I am self professed to not be a Bordelaise nut. I don’t suspect I will ever populate a cellar with Premier Cru or even Deuxieme Cru wines; with most aspects of my life, I try to avoid pomp and circumstance and the superficial polish of any identity for the sake of being identified. However, though, while I’ll sidestep exorbitant pricetags [of cult Napa cabs or big Bordeaux] I will always appreciate the transfer of wisdom and expertise to another, more approachable creation. The Pays d’Oc line by the Mouton Rothschild empire is one such creation.
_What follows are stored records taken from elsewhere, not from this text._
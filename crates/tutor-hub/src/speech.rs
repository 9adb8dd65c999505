//! Text-to-speech for pronunciation practice.

use bytes::Bytes;
use serde::Deserialize;
use std::str::FromStr;
use std::sync::Arc;
use tracing::{debug, error};

use crate::error::TutorError;
use crate::llm::{ChatBackend, SpeechRequest};
use crate::metrics;
use crate::model_catalog::TTS_VOICES;
use crate::model_registry::ModelRegistry;

pub const AUDIO_CONTENT_TYPE: &str = "audio/mpeg";

#[derive(Debug, Clone, Copy, PartialEq, Eq, Default)]
pub enum SpeechSpeed {
    Slow,
    #[default]
    Normal,
}

impl SpeechSpeed {
    pub fn factor(&self) -> f32 {
        match self {
            SpeechSpeed::Slow => 0.85,
            SpeechSpeed::Normal => 1.0,
        }
    }
}

impl FromStr for SpeechSpeed {
    type Err = TutorError;

    fn from_str(s: &str) -> Result<Self, Self::Err> {
        match s.trim().to_ascii_lowercase().as_str() {
            "slow" => Ok(SpeechSpeed::Slow),
            "" | "normal" => Ok(SpeechSpeed::Normal),
            other => Err(TutorError::Validation(format!("Unknown speed '{}'; expected slow or normal", other))),
        }
    }
}

#[derive(Debug, Clone, Default, Deserialize)]
pub struct PronounceRequest {
    pub text: String,
    #[serde(default)]
    pub voice: Option<String>,
    #[serde(default)]
    pub speed: Option<String>,
    #[serde(default)]
    pub model: Option<String>,
}

#[derive(Clone)]
pub struct SpeechService {
    backend: Arc<dyn ChatBackend>,
    registry: Arc<ModelRegistry>,
}

impl SpeechService {
    pub fn new(backend: Arc<dyn ChatBackend>, registry: Arc<ModelRegistry>) -> Self {
        Self { backend, registry }
    }

    /// Build the provider request, applying registry defaults and validating inputs.
    pub fn plan(&self, request: &PronounceRequest) -> Result<SpeechRequest, TutorError> {
        let text = request.text.trim();
        if text.is_empty() {
            return Err(TutorError::Validation("Text to pronounce must not be empty".to_string()));
        }
        let speed: SpeechSpeed = request.speed.as_deref().unwrap_or("normal").parse()?;
        let voice = match request.voice.as_deref().map(str::trim).filter(|v| !v.is_empty()) {
            Some(voice) => voice.to_ascii_lowercase(),
            None => self.registry.default_voice(),
        };
        if !TTS_VOICES.contains(&voice.as_str()) {
            return Err(TutorError::Validation(format!(
                "Unknown voice '{}'; expected one of {}",
                voice,
                TTS_VOICES.join(", ")
            )));
        }

        Ok(SpeechRequest {
            model: self.registry.resolve_tts(request.model.as_deref()),
            voice,
            speed: speed.factor(),
            input: text.to_string(),
        })
    }

    pub async fn pronounce(&self, request: &PronounceRequest) -> Result<Bytes, TutorError> {
        let speech = self.plan(request)?;
        debug!("Pronouncing {} chars with {}/{}", speech.input.chars().count(), speech.model, speech.voice);
        self.backend.synthesize_speech(&speech).await.map_err(|e| {
            metrics::inc_upstream_failures();
            error!("Speech synthesis failed: {}", e);
            TutorError::upstream(e)
        })
    }
}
The legacy surrounding the
Rothschild family is, actually, incredibly prismatic and fascinating. The family’s financial capital and muscle was product of these Frankfurt expatriates’ astronomical success as bankers in the 19
th century; eventually, many of Western Europe’s most important structures and innovations were capitalized through the Rothschild banking. (There were five brothers captaining, each dubbed ‘Baron’) The wealth began the wine, beginning in 1853 and then in 1868, with the purchases of Bordeaux’s Chateau Mouton and Chateau Lafite, respectively. By 1973 both wine entities were recognized as Premiere Crus (Lafite was part of the 1
st growths in the classic 1855 classification). The two Chateaux, in typical fashion of both the Bordelaise and of family, have always maintained a benign rivalry.
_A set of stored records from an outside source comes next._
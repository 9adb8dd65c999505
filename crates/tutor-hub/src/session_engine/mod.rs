//! Session lifecycle on top of the conversation database and an LLM backend.
pub mod controller;
pub mod prompts;
pub mod types;
pub use controller::SessionController;
pub use types::*;
//! HTTP endpoints. Handlers stay thin: extract, validate, call the session
//! engine or tutor, map the result.

pub mod admin_api;
pub mod config_api;
pub mod conversation_api;
pub mod math_api;
pub mod models_api;
pub mod query_api;
pub mod search_api;
pub mod speech_api;
pub mod stream_api;

use axum::{
    http::StatusCode,
    response::{IntoResponse, Response},
    Json,
};
use serde::Serialize;
use validator::Validate;

use crate::error::TutorError;
use crate::metrics;

pub use admin_api::{health, metrics_text, version};
pub use config_api::{
    add_catalog_model, add_endpoint, delete_catalog_model, delete_endpoint, get_defaults, list_catalog_models,
    list_endpoints, reload_config, set_defaults, update_catalog_model, update_endpoint,
};
pub use conversation_api::{
    append_turn, create_conversation, delete_conversation, end_conversation, get_archived_transcript,
    list_archived,
};
pub use math_api::{
    ask_question, explain_concept, list_concepts, list_domains, list_math_conversations, search_concepts,
    solve_image, solve_problem, tutor_status,
};
pub use models_api::{list_models, select_models, selected_models};
pub use query_api::smart_query;
pub use search_api::search_conversations;
pub use speech_api::pronounce;
pub use stream_api::stream_turn;

#[derive(Debug, Serialize)]
pub struct ErrorResponse {
    pub error: String,
}

pub fn status_for(err: &TutorError) -> StatusCode {
    match err {
        TutorError::NotFound(_) => StatusCode::NOT_FOUND,
        TutorError::Validation(_) => StatusCode::BAD_REQUEST,
        TutorError::Upstream(_) => StatusCode::BAD_GATEWAY,
        TutorError::Internal(_) => StatusCode::INTERNAL_SERVER_ERROR,
    }
}

impl IntoResponse for TutorError {
    fn into_response(self) -> Response {
        let status = status_for(&self);
        (status, Json(ErrorResponse { error: self.to_string() })).into_response()
    }
}

/// Count the request under `route` with the status it will be answered with.
pub(crate) fn track<T>(route: &str, result: Result<T, TutorError>) -> Result<T, TutorError> {
    let status = match &result {
        Ok(_) => StatusCode::OK,
        Err(e) => status_for(e),
    };
    metrics::inc_request(route, status.as_str());
    result
}

pub(crate) fn validate_input<T: Validate>(input: &T) -> Result<(), TutorError> {
    input
        .validate()
        .map_err(|e| TutorError::Validation(e.to_string().replace('\n', "; ")))
}

#[cfg(test)]
mod tests {
    use super::*;

    #[test]
    fn test_error_kinds_map_to_distinct_statuses() {
        assert_eq!(status_for(&TutorError::NotFound("x".into())), StatusCode::NOT_FOUND);
        assert_eq!(status_for(&TutorError::Validation("x".into())), StatusCode::BAD_REQUEST);
        assert_eq!(status_for(&TutorError::Upstream("x".into())), StatusCode::BAD_GATEWAY);
        assert_eq!(status_for(&TutorError::Internal("x".into())), StatusCode::INTERNAL_SERVER_ERROR);
    }

    #[test]
    fn test_error_response_has_json_body() {
        let response = TutorError::NotFound("Session abc not found".into()).into_response();
        assert_eq!(response.status(), StatusCode::NOT_FOUND);
        assert_eq!(
            response.headers().get("content-type").unwrap(),
            "application/json"
        );
    }
}
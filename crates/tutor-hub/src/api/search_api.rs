//! Conversation search over the index (title/topic substring, exact level).

use axum::{
    extract::{Query, State},
    Json,
};
use serde::{Deserialize, Serialize};
use tracing::{debug, info};
use validator::Validate;

use crate::api::{track, validate_input};
use crate::conversation_db::{SearchHit, SearchQuery, DEFAULT_SEARCH_LIMIT};
use crate::error::TutorError;
use crate::shared_state::AppState;

pub const MAX_SEARCH_LIMIT: usize = 100;

#[derive(Debug, Default, Deserialize, Validate)]
pub struct SearchParams {
    #[validate(length(max = 200))]
    pub query: Option<String>,
    #[validate(length(max = 200))]
    pub topic: Option<String>,
    #[validate(length(max = 8))]
    pub level: Option<String>,
    #[validate(range(max = 100))]
    pub limit: Option<usize>,
    pub feature: Option<String>,
}

impl From<SearchParams> for SearchQuery {
    fn from(params: SearchParams) -> Self {
        SearchQuery {
            query: params.query,
            topic: params.topic,
            level: params.level,
            limit: params.limit.unwrap_or(DEFAULT_SEARCH_LIMIT).min(MAX_SEARCH_LIMIT),
            feature: params.feature,
        }
    }
}

#[derive(Debug, Serialize)]
pub struct SearchResponse {
    pub results: Vec<SearchHit>,
    pub total: usize,
}

/// GET /api/v1/conversations/search
pub async fn search_conversations(
    State(state): State<AppState>,
    Query(params): Query<SearchParams>,
) -> Result<Json<SearchResponse>, TutorError> {
    info!(
        "Search request: query={:?}, topic={:?}, level={:?}, feature={:?}, limit={:?}",
        params.query, params.topic, params.level, params.feature, params.limit
    );
    let result = match validate_input(&params) {
        Ok(()) => state.sessions.search(&SearchQuery::from(params)).await.map(|results| {
            debug!("Search returned {} results", results.len());
            SearchResponse { total: results.len(), results }
        }),
        Err(e) => Err(e),
    };
    track("GET /api/v1/conversations/search", result).map(Json)
}
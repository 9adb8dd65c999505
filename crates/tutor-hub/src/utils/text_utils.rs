//! Text helpers for titles, search filters and reply parsing

use regex::Regex;
use lazy_static::lazy_static;

lazy_static! {
    // "HINT:" anywhere, or "Hint:" opening a line
    static ref HINT_MARKER_REGEX: Regex = Regex::new(r"HINT:|(?m)^[ \t]*Hint:").expect("static regex");
}

/// Titles that mean "nobody picked a name yet".
const PLACEHOLDER_TITLES: &[&str] = &["unknown", "n/a", "new conversation", "untitled"];

pub struct TextUtils;

impl TextUtils {
    /// Case-insensitive substring test. An empty pattern matches everything.
    pub fn contains_ignore_case(text: &str, pattern: &str) -> bool {
        if pattern.is_empty() {
            return true;
        }
        text.to_lowercase().contains(&pattern.to_lowercase())
    }

    /// Case-insensitive equality, used for exact tag matches such as CEFR levels.
    pub fn equals_ignore_case(a: &str, b: &str) -> bool {
        a.to_uppercase() == b.to_uppercase()
    }

    pub fn is_placeholder_title(title: Option<&str>) -> bool {
        match title.map(str::trim) {
            None | Some("") => true,
            Some(t) => PLACEHOLDER_TITLES.contains(&t.to_lowercase().as_str()),
        }
    }

    /// Split a free-form tutor reply into `(reply, hint)` at the first hint marker.
    pub fn split_hint(text: &str) -> (String, Option<String>) {
        match HINT_MARKER_REGEX.find(text) {
            Some(m) => {
                let reply = text[..m.start()].trim().to_string();
                let hint = text[m.end()..].trim().to_string();
                (reply, if hint.is_empty() { None } else { Some(hint) })
            }
            None => (text.trim().to_string(), None),
        }
    }
}

#[cfg(test)]
mod tests {
    use super::*;

    #[test]
    fn test_contains_ignore_case() {
        assert!(TextUtils::contains_ignore_case("Travel Talk", "travel"));
        assert!(TextUtils::contains_ignore_case("Travel Talk", ""));
        assert!(!TextUtils::contains_ignore_case("Math Basics", "travel"));
    }

    #[test]
    fn test_equals_ignore_case() {
        assert!(TextUtils::equals_ignore_case("b1", "B1"));
        assert!(!TextUtils::equals_ignore_case("B1", "B2"));
    }

    #[test]
    fn test_placeholder_titles() {
        assert!(TextUtils::is_placeholder_title(None));
        assert!(TextUtils::is_placeholder_title(Some("   ")));
        assert!(TextUtils::is_placeholder_title(Some("Unknown")));
        assert!(TextUtils::is_placeholder_title(Some("New Conversation")));
        assert!(!TextUtils::is_placeholder_title(Some("Airport small talk")));
    }

    #[test]
    fn test_split_hint_uppercase_marker() {
        let (reply, hint) = TextUtils::split_hint("Great answer! Where did you go? HINT: Name a city.");
        assert_eq!(reply, "Great answer! Where did you go?");
        assert_eq!(hint.as_deref(), Some("Name a city."));
    }

    #[test]
    fn test_split_hint_line_marker() {
        let (reply, hint) = TextUtils::split_hint("Nice.\nHint: Talk about the weather.");
        assert_eq!(reply, "Nice.");
        assert_eq!(hint.as_deref(), Some("Talk about the weather."));
    }

    #[test]
    fn test_split_hint_without_marker() {
        let (reply, hint) = TextUtils::split_hint("  Just a reply.  ");
        assert_eq!(reply, "Just a reply.");
        assert!(hint.is_none());
    }
}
Chateau Mouton, directed by Baron Philippe de Rothschild, has through the 20
th century to today exemplified and proselytized both innovation in winemaking and in celebration of art. (Reminiscent of the legacy of Robert Mondavi? No mystery why the two partnered to create Opus One in the late 1970s) Mouton’s Pauillac, Bordeaux flagship wines have been adorned with modern artwork since 1946, a real statement in prominence for artists. Then there are the well known Mouton Cadet wines--‘Cadet’ as French ‘youngest’ of the Rothschild brothers—Chateau Cadet bought by Baron Philippe, which have since 1947 shown as manifestations of expression, quality, and availability; with simple Bordeaux AOC status, Cadet leads the sales of this classification.
The Pays d’Oc wines were created in 1995. With this, Baron Philippe has harnessed the provisions of the beautiful, idyllic Languedoc-Rousillon in Southern France. I adore wines from all over Southern France; the southernmost parts of the Southern Rhone commingle with the Languedoc. These VdPs are bottled as varietals, of course a New World adaptation, and are adorned with utterly beautiful, modern labels. The art is borrowed from the Premier Cru Mouton wine of 1962.
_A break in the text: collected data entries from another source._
//! Per-feature model selection (`english`, `math`, ...).
//!
//! Seeded from environment defaults, then the catalog's `defaults`, then its
//! `last_selected`. Updates write through to the catalog when one is attached.

use std::collections::BTreeMap;
use std::fmt;
use std::str::FromStr;
use std::sync::{Arc, PoisonError, RwLock};
use tracing::{info, warn};

use crate::model_catalog::{ModelCatalog, ModelSelection};

pub const FEATURE_ENGLISH: &str = "english";
pub const FEATURE_MATH: &str = "math";

#[derive(Debug, Clone, Copy, PartialEq, Eq)]
pub enum ModelSlot {
    Llm,
    Tts,
    TtsVoice,
}

impl FromStr for ModelSlot {
    type Err = String;

    fn from_str(s: &str) -> Result<Self, Self::Err> {
        match s {
            "llm" => Ok(ModelSlot::Llm),
            "tts" => Ok(ModelSlot::Tts),
            "tts_voice" => Ok(ModelSlot::TtsVoice),
            other => Err(format!("unknown model slot '{}'", other)),
        }
    }
}

impl fmt::Display for ModelSlot {
    fn fmt(&self, f: &mut fmt::Formatter<'_>) -> fmt::Result {
        let name = match self {
            ModelSlot::Llm => "llm",
            ModelSlot::Tts => "tts",
            ModelSlot::TtsVoice => "tts_voice",
        };
        f.write_str(name)
    }
}

fn slot_value(selection: &ModelSelection, slot: ModelSlot) -> Option<&String> {
    match slot {
        ModelSlot::Llm => selection.llm.as_ref(),
        ModelSlot::Tts => selection.tts.as_ref(),
        ModelSlot::TtsVoice => selection.tts_voice.as_ref(),
    }
}

/// Environment-level fallbacks.
#[derive(Debug, Clone, PartialEq, Eq)]
pub struct ModelDefaults {
    pub llm: String,
    pub tts: String,
    pub tts_voice: String,
}

impl Default for ModelDefaults {
    fn default() -> Self {
        Self {
            llm: "gpt-5-mini".to_string(),
            tts: "tts-1".to_string(),
            tts_voice: "alloy".to_string(),
        }
    }
}

pub struct ModelRegistry {
    by_feature: RwLock<BTreeMap<String, ModelSelection>>,
    catalog: Option<Arc<ModelCatalog>>,
    defaults: ModelDefaults,
}

impl ModelRegistry {
    pub fn new(defaults: ModelDefaults, catalog: Option<Arc<ModelCatalog>>) -> Self {
        let mut by_feature = BTreeMap::new();
        by_feature.insert(
            FEATURE_ENGLISH.to_string(),
            ModelSelection {
                llm: Some(defaults.llm.clone()),
                tts: Some(defaults.tts.clone()),
                tts_voice: Some(defaults.tts_voice.clone()),
            },
        );
        by_feature.insert(FEATURE_MATH.to_string(), ModelSelection::llm(defaults.llm.clone()));

        if let Some(catalog) = &catalog {
            for feature in catalog.features() {
                let entry: &mut ModelSelection = by_feature.entry(feature.clone()).or_default();
                entry.merge(&catalog.defaults(&feature));
                entry.merge(&catalog.last_selected(&feature));
            }
        }

        for (feature, selection) in &by_feature {
            info!("Model selection for {}: {:?}", feature, selection);
        }

        Self {
            by_feature: RwLock::new(by_feature),
            catalog,
            defaults,
        }
    }

    pub fn catalog(&self) -> Option<&Arc<ModelCatalog>> {
        self.catalog.as_ref()
    }

    pub fn defaults(&self) -> &ModelDefaults {
        &self.defaults
    }

    /// Never fails: unknown features or unset slots yield `fallback`.
    pub fn get(&self, feature: &str, slot: ModelSlot, fallback: Option<&str>) -> Option<String> {
        let guard = self.by_feature.read().unwrap_or_else(PoisonError::into_inner);
        guard
            .get(feature)
            .and_then(|selection| slot_value(selection, slot).cloned())
            .or_else(|| fallback.map(str::to_string))
    }

    pub fn all(&self) -> BTreeMap<String, ModelSelection> {
        self.by_feature.read().unwrap_or_else(PoisonError::into_inner).clone()
    }

    /// Partial update: only provided keys change. Returns the feature's new selection.
    pub fn set_models(&self, feature: &str, update: &ModelSelection) -> ModelSelection {
        let updated = {
            let mut guard = self.by_feature.write().unwrap_or_else(PoisonError::into_inner);
            let entry = guard.entry(feature.to_string()).or_default();
            entry.merge(update);
            entry.clone()
        };

        if let Some(catalog) = &self.catalog {
            if !update.is_empty() {
                if let Err(e) = catalog.set_last_selected(feature, update) {
                    warn!("Could not persist model selection for {}: {}", feature, e);
                }
            }
        }
        info!("Updated model selection for {}: {:?}", feature, updated);
        updated
    }

    /// The requested LLM when the catalog knows it, otherwise the feature's selection.
    pub fn resolve_llm(&self, feature: &str, requested: Option<&str>) -> String {
        let requested = requested.map(str::trim).filter(|m| !m.is_empty());
        if let Some(model) = requested {
            match &self.catalog {
                Some(catalog) if catalog.is_known_llm(model) => return model.to_string(),
                None => return model.to_string(),
                Some(_) => warn!("Unknown LLM '{}' requested; using {} default", model, feature),
            }
        }
        self.get(feature, ModelSlot::Llm, Some(&self.defaults.llm))
            .unwrap_or_else(|| self.defaults.llm.clone())
    }

    pub fn resolve_tts(&self, requested: Option<&str>) -> String {
        let requested = requested.map(str::trim).filter(|m| !m.is_empty());
        if let Some(model) = requested {
            match &self.catalog {
                Some(catalog) if catalog.is_known_tts(model) => return model.to_string(),
                None => return model.to_string(),
                Some(_) => warn!("Unknown TTS model '{}' requested; using default", model),
            }
        }
        self.get(FEATURE_ENGLISH, ModelSlot::Tts, Some(&self.defaults.tts))
            .unwrap_or_else(|| self.defaults.tts.clone())
    }

    pub fn default_voice(&self) -> String {
        self.get(FEATURE_ENGLISH, ModelSlot::TtsVoice, Some(&self.defaults.tts_voice))
            .unwrap_or_else(|| self.defaults.tts_voice.clone())
    }
}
So indeed at this party I had the pleasure of having Baron Philippe’s VdP merlot as my plus one. Perfect for wine-to-party scenario number three. Clearly of pristine quality borrowed from the proliferation and prominence of merlot as the second most important grape of Bordeaux, this wine was of velvet texture, made to be enjoyed in youth. Soft, fine, smooth tannins and balance. It featured fruit notes characteristic of merlot-black cherry, raspberry, plum; but softened and accented with the spice presence of Southern France aspect. A wonderful wine to be an accomplice in conversation and alone enjoyment (absent food), even, without demanding all the air space. Elegantly understated. As red and sweetly spiced as Christmas itself.